Intervention de Corinne Imbert

Commission des affaires sociales — Réunion du 3 avril 2019 à 9:5
Audition commune sur la stratégie thérapeutique face à la borréliose de lyme : pr christian perronne dr raouf ghozzi dr pierre tattevin Mme Sarah Bonnet pr olivier lesens et pr yves hansmann

Photo de Corinne ImbertCorinne Imbert :

Les traitements antibiotiques ont-ils la même efficacité contre toutes les souches de bactéries responsables de la borréliose ? Il semble que 80 % des patients traités par antibiotiques n'ont pas de rechute. Existe-t-il une littérature scientifique et médicale solide qui plaide pour des traitements antibiotiques et confirme l'absence de la chronicité de la maladie de Lyme ? Les centres dédiés à la maladie de Lyme proposant des consultations pluridisciplinaires se multiplient ; il en existe au moins trois dans la région Grand Est et un vient de s'ouvrir au centre hospitalier intercommunal de Villeneuve-Saint-Georges. Quel bilan dressez-vous de ces initiatives ? Est-il opportun de généraliser ces centres pluridisciplinaires sur le territoire ? On ne sait pas toujours si les patients sont bien atteints de de la maladie de Lyme. Cette maladie est-elle plus patient-dépendante que d'autres maladies provoquées par d'autres agents pathogènes ? Enfin, l'un d'entre vous a évoqué l'intérêt du Fluconazole. La HAS envisage-t-elle de l'intégrer dans ses recommandations ?

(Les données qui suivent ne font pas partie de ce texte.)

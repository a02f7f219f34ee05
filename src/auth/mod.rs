use chrono::{Duration, Utc};
use jsonwebtoken::{decode, encode, DecodingKey, EncodingKey, Header, Validation};
use serde::{Deserialize, Serialize};
use uuid::Uuid;

use crate::config;

pub mod hash;

pub const ACCESS_COOKIE: &str = "accessToken";
pub const REFRESH_COOKIE: &str = "refreshToken";

/// Claims carried by the short-lived access token
#[derive(Debug, Serialize, Deserialize)]
pub struct AccessClaims {
    pub sub: Uuid,
    pub username: String,
    pub exp: i64,
    pub iat: i64,
}

/// Claims carried by the long-lived refresh token. Only the subject; the
/// stored copy on the user row is the revocation handle.
#[derive(Debug, Serialize, Deserialize)]
pub struct RefreshClaims {
    pub sub: Uuid,
    pub exp: i64,
    pub iat: i64,
}

#[derive(Debug, Serialize)]
pub struct TokenPair {
    #[serde(rename = "accessToken")]
    pub access_token: String,
    #[serde(rename = "refreshToken")]
    pub refresh_token: String,
}

#[derive(Debug, thiserror::Error)]
pub enum AuthError {
    #[error("JWT secret is not configured")]
    MissingSecret,
    #[error("Token generation failed: {0}")]
    TokenGeneration(String),
    #[error("Invalid token: {0}")]
    InvalidToken(String),
    #[error("Token expired")]
    ExpiredToken,
    #[error("Password hashing failed: {0}")]
    HashingError(String),
}

/// Generate a fresh access/refresh pair for the subject.
///
/// The caller persists the refresh token on the user row; rotation on the
/// refresh endpoint invalidates every previously issued refresh token.
pub fn issue_token_pair(user_id: Uuid, username: &str) -> Result<TokenPair, AuthError> {
    let security = &config::config().security;
    let now = Utc::now();

    let access_claims = AccessClaims {
        sub: user_id,
        username: username.to_string(),
        exp: (now + Duration::minutes(security.access_token_expiry_minutes)).timestamp(),
        iat: now.timestamp(),
    };
    let refresh_claims = RefreshClaims {
        sub: user_id,
        exp: (now + Duration::days(security.refresh_token_expiry_days)).timestamp(),
        iat: now.timestamp(),
    };

    Ok(TokenPair {
        access_token: encode_claims(&access_claims, &security.access_token_secret)?,
        refresh_token: encode_claims(&refresh_claims, &security.refresh_token_secret)?,
    })
}

pub fn verify_access_token(token: &str) -> Result<AccessClaims, AuthError> {
    decode_claims(token, &config::config().security.access_token_secret)
}

pub fn verify_refresh_token(token: &str) -> Result<RefreshClaims, AuthError> {
    decode_claims(token, &config::config().security.refresh_token_secret)
}

fn encode_claims<C: Serialize>(claims: &C, secret: &str) -> Result<String, AuthError> {
    if secret.is_empty() {
        return Err(AuthError::MissingSecret);
    }
    encode(&Header::default(), claims, &EncodingKey::from_secret(secret.as_bytes()))
        .map_err(|e| AuthError::TokenGeneration(e.to_string()))
}

fn decode_claims<C: for<'de> Deserialize<'de>>(token: &str, secret: &str) -> Result<C, AuthError> {
    if secret.is_empty() {
        return Err(AuthError::MissingSecret);
    }
    decode::<C>(token, &DecodingKey::from_secret(secret.as_bytes()), &Validation::default())
        .map(|data| data.claims)
        .map_err(|e| match e.kind() {
            jsonwebtoken::errors::ErrorKind::ExpiredSignature => AuthError::ExpiredToken,
            _ => AuthError::InvalidToken(e.to_string()),
        })
}

/// Build the http-only token cookies. `secure` follows the environment
/// switch, so local development works over plain http.
pub fn auth_cookies(
    pair: &TokenPair,
) -> (axum_extra::extract::cookie::Cookie<'static>, axum_extra::extract::cookie::Cookie<'static>) {
    (
        build_cookie(ACCESS_COOKIE, pair.access_token.clone()),
        build_cookie(REFRESH_COOKIE, pair.refresh_token.clone()),
    )
}

/// Empty replacements used by logout
pub fn removal_cookies(
) -> (axum_extra::extract::cookie::Cookie<'static>, axum_extra::extract::cookie::Cookie<'static>) {
    (build_cookie(ACCESS_COOKIE, String::new()), build_cookie(REFRESH_COOKIE, String::new()))
}

fn build_cookie(name: &'static str, value: String) -> axum_extra::extract::cookie::Cookie<'static> {
    axum_extra::extract::cookie::Cookie::build((name, value))
        .path("/")
        .http_only(true)
        .secure(config::config().is_production())
        .build()
}

#[cfg(test)]
mod tests {
    use super::*;

    const SECRET: &str = "test-secret";

    #[test]
    fn claims_roundtrip() {
        let id = Uuid::new_v4();
        let now = Utc::now();
        let claims = AccessClaims {
            sub: id,
            username: "chai".to_string(),
            exp: (now + Duration::hours(1)).timestamp(),
            iat: now.timestamp(),
        };

        let token = encode_claims(&claims, SECRET).unwrap();
        let decoded: AccessClaims = decode_claims(&token, SECRET).unwrap();
        assert_eq!(decoded.sub, id);
        assert_eq!(decoded.username, "chai");
    }

    #[test]
    fn wrong_secret_is_rejected() {
        let claims = RefreshClaims {
            sub: Uuid::new_v4(),
            exp: (Utc::now() + Duration::days(1)).timestamp(),
            iat: Utc::now().timestamp(),
        };
        let token = encode_claims(&claims, SECRET).unwrap();
        let result: Result<RefreshClaims, _> = decode_claims(&token, "other-secret");
        assert!(matches!(result, Err(AuthError::InvalidToken(_))));
    }

    #[test]
    fn expired_token_is_rejected() {
        let claims = AccessClaims {
            sub: Uuid::new_v4(),
            username: "old".to_string(),
            exp: (Utc::now() - Duration::hours(2)).timestamp(),
            iat: (Utc::now() - Duration::hours(3)).timestamp(),
        };
        let token = encode_claims(&claims, SECRET).unwrap();
        let result: Result<AccessClaims, _> = decode_claims(&token, SECRET);
        assert!(matches!(result, Err(AuthError::ExpiredToken)));
    }

    #[test]
    fn empty_secret_is_refused() {
        let claims = RefreshClaims {
            sub: Uuid::new_v4(),
            exp: (Utc::now() + Duration::days(1)).timestamp(),
            iat: Utc::now().timestamp(),
        };
        assert!(matches!(encode_claims(&claims, ""), Err(AuthError::MissingSecret)));
    }
}
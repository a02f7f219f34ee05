use chrono::{DateTime, Utc};
use serde::Serialize;
use sqlx::FromRow;
use uuid::Uuid;

#[derive(Debug, Clone, FromRow)]
pub struct Subscription {
    pub id: Uuid,
    pub subscriber_id: Uuid,
    pub channel_id: Uuid,
    pub created_at: DateTime<Utc>,
}

/// Subscriber list entry: the subscribing user plus their own subscriber
/// count and whether the channel subscribes back.
#[derive(Debug, FromRow, Serialize)]
pub struct SubscriberEntry {
    pub id: Uuid,
    pub username: String,
    #[serde(rename = "fullname")]
    pub full_name: String,
    #[serde(rename = "avatar")]
    pub avatar_url: String,
    #[serde(rename = "subscribersCount")]
    pub subscribers_count: i64,
    #[serde(rename = "subscribedToSubscriber")]
    pub subscribed_to_subscriber: bool,
}

/// Flat row for the subscribed-channels read; the latest-video columns are
/// null when the channel has not uploaded yet.
#[derive(Debug, FromRow)]
pub struct SubscribedChannelRow {
    pub id: Uuid,
    pub username: String,
    pub full_name: String,
    pub avatar_url: String,
    pub lv_id: Option<Uuid>,
    pub lv_title: Option<String>,
    pub lv_description: Option<String>,
    pub lv_video_url: Option<String>,
    pub lv_thumbnail_url: Option<String>,
    pub lv_duration: Option<f64>,
    pub lv_views: Option<i64>,
    pub lv_created_at: Option<DateTime<Utc>>,
}

/// Most recent upload embedded in a subscribed-channel entry
#[derive(Debug, Serialize)]
pub struct LatestVideo {
    pub id: Uuid,
    pub title: String,
    pub description: String,
    #[serde(rename = "videoFile")]
    pub video_url: String,
    #[serde(rename = "thumbnail")]
    pub thumbnail_url: String,
    pub duration: f64,
    pub views: i64,
    #[serde(rename = "createdAt")]
    pub created_at: DateTime<Utc>,
}

#[derive(Debug, Serialize)]
pub struct SubscribedChannel {
    pub id: Uuid,
    pub username: String,
    #[serde(rename = "fullname")]
    pub full_name: String,
    #[serde(rename = "avatar")]
    pub avatar_url: String,
    #[serde(rename = "latestVideo")]
    pub latest_video: Option<LatestVideo>,
}

impl From<SubscribedChannelRow> for SubscribedChannel {
    fn from(row: SubscribedChannelRow) -> Self {
        // All latest-video columns come from one lateral row, so the id and
        // timestamp are present or absent together
        let latest_video = match (row.lv_id, row.lv_created_at) {
            (Some(id), Some(created_at)) => Some(LatestVideo {
                id,
                title: row.lv_title.unwrap_or_default(),
                description: row.lv_description.unwrap_or_default(),
                video_url: row.lv_video_url.unwrap_or_default(),
                thumbnail_url: row.lv_thumbnail_url.unwrap_or_default(),
                duration: row.lv_duration.unwrap_or_default(),
                views: row.lv_views.unwrap_or_default(),
                created_at,
            }),
            _ => None,
        };
        Self {
            id: row.id,
            username: row.username,
            full_name: row.full_name,
            avatar_url: row.avatar_url,
            latest_video,
        }
    }
}
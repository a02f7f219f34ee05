use axum::{
    http::StatusCode,
    response::{IntoResponse, Json, Response},
};
use serde::Serialize;
use serde_json::{json, Value};

/// Wrapper for API responses that adds the uniform success envelope:
/// `{statusCode, data, message, success: true}`.
#[derive(Debug)]
pub struct ApiResponse<T: Serialize> {
    pub status_code: StatusCode,
    pub data: T,
    pub message: String,
}

impl<T: Serialize> ApiResponse<T> {
    /// Create a successful API response with 200 status
    pub fn ok(data: T, message: impl Into<String>) -> Self {
        Self::with_status(StatusCode::OK, data, message)
    }

    /// Create a 201 Created response
    pub fn created(data: T, message: impl Into<String>) -> Self {
        Self::with_status(StatusCode::CREATED, data, message)
    }

    pub fn with_status(status_code: StatusCode, data: T, message: impl Into<String>) -> Self {
        Self { status_code, data, message: message.into() }
    }

    /// Envelope body as a JSON value
    pub fn envelope(&self) -> Result<Value, serde_json::Error> {
        let data_value = serde_json::to_value(&self.data)?;
        Ok(json!({
            "statusCode": self.status_code.as_u16(),
            "data": data_value,
            "message": self.message,
            "success": true,
        }))
    }
}

impl<T: Serialize> IntoResponse for ApiResponse<T> {
    fn into_response(self) -> Response {
        match self.envelope() {
            Ok(body) => (self.status_code, Json(body)).into_response(),
            Err(e) => {
                tracing::error!("Failed to serialize response data: {}", e);
                crate::error::ApiError::internal_server_error("Failed to format response")
                    .into_response()
            }
        }
    }
}

/// Handler return type: success envelope or a normalized error
pub type ApiResult<T> = Result<ApiResponse<T>, crate::error::ApiError>;

#[cfg(test)]
mod tests {
    use super::*;

    #[test]
    fn envelope_carries_status_data_and_message() {
        let resp = ApiResponse::ok(json!({"isLiked": true}), "Video liked successfully");
        let body = resp.envelope().unwrap();
        assert_eq!(body["statusCode"], 200);
        assert_eq!(body["data"]["isLiked"], true);
        assert_eq!(body["message"], "Video liked successfully");
        assert_eq!(body["success"], true);
    }

    #[test]
    fn created_uses_201() {
        let resp = ApiResponse::created(json!({}), "User registered successfully");
        assert_eq!(resp.envelope().unwrap()["statusCode"], 201);
    }
}
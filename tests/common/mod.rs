use std::process::{Child, Command, Stdio};
use std::sync::OnceLock;
use std::time::{Duration, Instant};

use anyhow::{Context, Result};

static SERVER: OnceLock<TestServer> = OnceLock::new();

/// Integration tests need a reachable Postgres; skip politely when the
/// environment does not provide one.
pub fn database_configured() -> bool {
    if std::env::var("DATABASE_URL").is_err() {
        eprintln!("skipping: DATABASE_URL not set");
        return false;
    }
    true
}

pub struct TestServer {
    pub base_url: String,
    #[allow(dead_code)]
    child: Child,
}

impl TestServer {
    fn spawn() -> Result<Self> {
        // Pick an unused port for isolation
        let port = portpicker::pick_unused_port().context("failed to pick free port")?;
        let base_url = format!("http://127.0.0.1:{}", port);

        // Spawn the already-built binary to keep start fast during tests
        let mut cmd = Command::new("target/debug/vidtube-api");
        cmd.env("VIDTUBE_PORT", port.to_string())
            .stdin(Stdio::null())
            .stdout(Stdio::inherit())
            .stderr(Stdio::inherit());

        // Inherit environment so the server sees DATABASE_URL and secrets
        let child = cmd.spawn().context("failed to spawn server binary")?;

        Ok(Self { base_url, child })
    }

    async fn wait_ready(&self, timeout: Duration) -> Result<()> {
        let client = reqwest::Client::new();
        let deadline = Instant::now() + timeout;
        loop {
            if Instant::now() > deadline {
                break;
            }
            let url = format!("{}/healthcheck", self.base_url);
            if let Ok(resp) = client.get(&url).send().await {
                if resp.status() == reqwest::StatusCode::OK
                    || resp.status() == reqwest::StatusCode::SERVICE_UNAVAILABLE
                {
                    return Ok(());
                }
            }
            tokio::time::sleep(Duration::from_millis(150)).await;
        }
        anyhow::bail!("server did not become ready on {} within {:?}", self.base_url, timeout)
    }
}

pub async fn ensure_server() -> Result<&'static TestServer> {
    let server = SERVER.get_or_init(|| TestServer::spawn().expect("failed to spawn server binary"));
    server.wait_ready(Duration::from_secs(10)).await?;
    Ok(server)
}
//! Like toggles over the polymorphic target and the liked-videos read.

use axum::{extract::Path, Extension};
use serde_json::{json, Value};

use crate::api::{ApiResponse, ApiResult};
use crate::database::models::{LikeTarget, VideoSummary};
use crate::database::repos::likes;
use crate::database::DatabaseManager;
use crate::error::ApiError;
use crate::middleware::AuthUser;
use crate::validate;

/// POST /api/v1/likes/toggle/v/:videoId
pub async fn toggle_video_like(
    user: Extension<AuthUser>,
    Path(video_id): Path<String>,
) -> ApiResult<Value> {
    toggle(user, &video_id, LikeTarget::Video).await
}

/// POST /api/v1/likes/toggle/c/:commentId
pub async fn toggle_comment_like(
    user: Extension<AuthUser>,
    Path(comment_id): Path<String>,
) -> ApiResult<Value> {
    toggle(user, &comment_id, LikeTarget::Comment).await
}

/// POST /api/v1/likes/toggle/t/:tweetId
pub async fn toggle_tweet_like(
    user: Extension<AuthUser>,
    Path(tweet_id): Path<String>,
) -> ApiResult<Value> {
    toggle(user, &tweet_id, LikeTarget::Tweet).await
}

/// Shared toggle: the target must exist, then the uniqueness constraint
/// decides between insert and delete
async fn toggle(
    Extension(user): Extension<AuthUser>,
    raw_id: &str,
    kind: LikeTarget,
) -> ApiResult<Value> {
    let target = validate::parse_id(raw_id, kind.noun())?;

    let pool = DatabaseManager::pool().await?;
    if !likes::target_exists(&pool, kind, target).await? {
        return Err(ApiError::not_found(format!("{} not found", kind.noun())));
    }

    let is_liked = likes::toggle(&pool, user.id, kind, target).await?;
    let message = if is_liked {
        format!("{} liked successfully", kind.noun())
    } else {
        format!("{} unliked successfully", kind.noun())
    };

    Ok(ApiResponse::ok(json!({ "isLiked": is_liked }), message))
}

/// GET /api/v1/likes/videos - The viewer's liked videos, newest like first
pub async fn liked_videos(
    Extension(user): Extension<AuthUser>,
) -> ApiResult<Vec<VideoSummary>> {
    let pool = DatabaseManager::pool().await?;
    let videos = likes::liked_videos(&pool, user.id).await?;
    Ok(ApiResponse::ok(videos, "Liked videos fetched successfully"))
}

Professeur Christian Perronne. - On note le retour de l'industrie pharmaceutique. Le gouvernement américain a tapé du poing sur la table en mettant de côté la société américaine de maladies infectieuses car ses recommandations n'étaient pas basées sur les preuves, comme l'ont montré des experts indépendants et la justice américaine. La maladie de Lyme cesse d'être un sujet tabou et intéresse à nouveau l'industrie pharmaceutique. Le gouvernement américain a mis 300 millions de dollars sur la table, c'est la première fois depuis 30 ans. Plusieurs laboratoires aux États-Unis, comme Abbott, veulent développer de nouveaux tests de diagnostic.

Je suis plus pessimiste pour les antibiotiques : peu de nouvelles molécules sont lancées malheureusement. Les poursuites contre les médecins généralistes restent assez rares mais elles existent toujours. S'il est vrai que certains médecins sont déviants, qui inscrivent de nombreux antibiotiques sur l'ordonnance, pratique que je condamne, la majorité des médecins sont excellents. Il n'est pas juste qu'ils soient traînés dans la boue alors qu'ils ont sauvé des vies. J'ai connu un médecin qui avait guéri des gens paralysés qui étaient en hôpital psychiatrique.

La reconnaissance comme ALD a été évoquée lors de la discussion à la HAS. Elle me semble légitime pour les formes les plus graves. Beaucoup de formes de la maladie sont bénignes : certains patients guérissent tout seuls, d'autres guérissent après trois semaines d'antibiotiques. Mais les incapacités à long terme peuvent être énormes : certaines personnes n'ont pas pu travailler pendant des années, toutefois quand elles retournent au travail, elles sont guéries.

On n'a plus le droit de dire qu'il faut absolument avoir été piqué par une tique pour développer une maladie à tiques. Trois fois sur quatre, une personne qui a une maladie à tiques avérée n'a pas le souvenir d'avoir été piquée car les larves qui mesurent deux ou trois millimètres sont contaminantes. Si elles vous piquent dans les cheveux, dans le dos, dans un pli, vous ne les voyez pas et vous êtes contaminé.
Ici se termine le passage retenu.